In a class on algebraic curves we were given the problem to show, that the union of the three axes $$C=\lbrace(x,y,z)\in\mathbb{C}^3\vert xy=yz=xz=0\rbrace$$
is not the intersection of two surfaces, so for any $F,\tilde{F}\in C[X,Y,Z]$ we have $$C\neq \lbrace (x,y,z)\in\mathbb{C}^3\vert F(x,y,z)=\tilde{F}(x,y,z)=0\rbrace.$$
We were given the hint to use $\mathbb{CP}^2$ and Bézout's theorem. I tried the following:
The polynomials $xy$, $yz$, $xz$ are homogeneous, so we pass to $\mathbb{CP}^2$ and try to show, that there are no two projective curves, such that their intersection consists of exactly the three points $[1:0:0],[0:1:0],[0:0:1]$ (corresponding to the three axes). The naive approach is to say if two curves intersect in exactly three points, one of them has to be of degree 1 and one of degree 3 and the three points do not lie on a line, however we have to count intersections with multiplicity. So assume $F, \tilde{F}$ are homogeneous of degrees $d$ and $\tilde{d}$ such that $C=\lbrace F=0, \tilde{F}=0\rbrace$. By plugging in the three points we see easily, that the coeffitients of $x^d$, $y^d$, $z^d$, $x^\tilde{d}$, $y^\tilde{d}$, $z^\tilde{d}$ in $F$ respectively $\tilde{F}$ are $0$. So when computing the resultant of $F$ and $\tilde{F}$ with respect to $Z$ we get, that the upper row is zero, so the resultant is zero, so $F$, $\tilde{F}$ share a component and we get more intersections hence a contradiction.

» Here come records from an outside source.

use crate::error::{ChatError, Result};
use axum::{extract::FromRequestParts, http::request::Parts};

/// Header carrying the caller's display name.
pub const USER_HEADER: &str = "user";

/// Identity of the participant making the request.
#[derive(Clone, Debug)]
pub struct Caller {
    name: String,
}

impl Caller {
    pub fn new(name: String) -> Self {
        Self { name }
    }

    pub fn name(&self) -> &str {
        &self.name
    }
}

impl<S> FromRequestParts<S> for Caller
where
    S: Send + Sync,
{
    type Rejection = ChatError;

    async fn from_request_parts(parts: &mut Parts, _state: &S) -> Result<Self> {
        let raw = parts
            .headers
            .get(USER_HEADER)
            .ok_or_else(|| ChatError::InvalidInput("missing user header".into()))?
            .to_str()
            .map_err(|_| ChatError::InvalidInput("user header is not valid text".into()))?;

        let name = raw.trim();
        if name.is_empty() {
            return Err(ChatError::InvalidInput("user header is empty".into()));
        }
        Ok(Caller::new(name.to_string()))
    }
}
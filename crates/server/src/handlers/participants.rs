use crate::{
    config::AppState,
    error::{ChatError, Result},
    handlers::validate,
    models::{NewParticipantInput, Participant},
};
use axum::{
    extract::{rejection::JsonRejection, State},
    http::StatusCode,
    Json,
};
use tracing::info;

/// POST /participants
pub async fn register(
    State(state): State<AppState>,
    body: std::result::Result<Json<NewParticipantInput>, JsonRejection>,
) -> Result<StatusCode> {
    let Json(input) = body.map_err(|e| ChatError::InvalidInput(e.body_text()))?;
    let name = validate::name(input.name.as_deref())?;

    info!("POST /participants - {}", name);
    state.presence.register(&name).await?;

    Ok(StatusCode::CREATED)
}

/// GET /participants
pub async fn list(State(state): State<AppState>) -> Result<Json<Vec<Participant>>> {
    let participants = state.presence.list().await?;
    Ok(Json(participants))
}
fn upsert_named(conn: &Connection, table: &str, name: &str) -> Result<i64> {
    let name = name.trim();
    conn.execute(
        &format!("INSERT OR IGNORE INTO {table} (name) VALUES (?1)"),
        [name],
    )
    .with_context(|| format!("Invalid SQL when INSERTing `{name}` INTO {table}"))?;
    conn.query_row(
        &format!("SELECT id FROM {table} WHERE name = ?1"),
        [name],
        |row| row.get(0),
    )
    .with_context(|| format!("Failed to read back {table} entry `{name}`"))
}

fn insert_track(conn: &Connection, track: &NewTrack) -> Result<TrackId> {
    let created_at = track.created_at.unwrap_or_else(Utc::now);
    let play_count = i64::try_from(track.play_count).unwrap_or(i64::MAX);

    conn.execute(
        "INSERT INTO tracks (title, duration_secs, play_count, is_active, created_at)
         VALUES (?1, ?2, ?3, ?4, ?5)",
        params![
            track.title,
            track.duration_secs,
            play_count,
            track.is_active,
            created_at.timestamp()
        ],
    )
    .with_context(|| format!("Invalid SQL when INSERTing track: {track:?}"))?;
    let track_id = conn.last_insert_rowid();

    for (position, artist) in track.artists.iter().enumerate() {
        let artist_id = upsert_named(conn, "artists", artist)?;
        let position = i64::try_from(position).unwrap_or(i64::MAX);
        conn.execute(
            "INSERT OR IGNORE INTO track_artists (track_id, artist_id, position) VALUES (?1, ?2, ?3)",
            params![track_id, artist_id, position],
        )?;
    }
    for genre in &track.genres {
        let genre_id = upsert_named(conn, "genres", genre)?;
        conn.execute(
            "INSERT OR IGNORE INTO track_genres (track_id, genre_id) VALUES (?1, ?2)",
            params![track_id, genre_id],
        )?;
    }

    trace!("Inserted track {track_id} `{}`", track.title);
    Ok(track_id)
}

fn timestamp_to_datetime(secs: i64) -> DateTime<Utc> {
    DateTime::from_timestamp(secs, 0).unwrap_or_default()
}

fn placeholders(count: usize) -> String {
    vec!["?"; count].join(", ")
}

fn row_to_track(row: &Row<'_>) -> rusqlite::Result<Track> {
    let play_count: i64 = row.get(3)?;
    Ok(Track {
        id: row.get(0)?,
        title: row.get(1)?,
        artists: Vec::new(),
        genres: Vec::new(),
        duration_secs: row.get(2)?,
        play_count: u64::try_from(play_count).unwrap_or(0),
        is_active: row.get(4)?,
        created_at: timestamp_to_datetime(row.get(5)?),
    })
}

fn row_to_interaction(row: &Row<'_>) -> rusqlite::Result<Interaction> {
    let last: Option<i64> = row.get(8)?;
    Ok(Interaction {
        user_id: row.get(0)?,
        track_id: row.get(1)?,
        play_count: row.get(2)?,
        total_listen_time: row.get(3)?,
        skip_count: row.get(4)?,
        is_liked: row.get(5)?,
        is_shared: row.get(6)?,
        interaction_score: row.get(7)?,
        last_interaction_at: last.map(timestamp_to_datetime),
    })
}

/// Runs a track query and resolves artist/genre associations for the result.
fn query_tracks<P: rusqlite::Params>(conn: &Connection, sql: &str, params: P) -> Result<Vec<Track>> {
    let mut stmt = conn
        .prepare(sql)
        .with_context(|| format!("Invalid SQL statement: {sql}"))?;
    let mut tracks = stmt
        .query_map(params, row_to_track)?
        .collect::<rusqlite::Result<Vec<_>>>()
        .context("Cannot query tracks")?;
    attach_associations(conn, &mut tracks)?;
    Ok(tracks)
}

Now I have two questions. First: Although I have shown, that if $F$, $\tilde{F}$ are any two homogeneous poynomials intersecting at least in $[1:0:0],[0:1:0],[0:0:1]$, then they have a common component. I have the feeling, that one should be able to "see" what this common component is. Is this possible?
Second: It os not clear to me why I am done here: Why would any two (affine) polynomials $F,\tilde{F}$ intersecting exacly in the axes have to be homogeneous?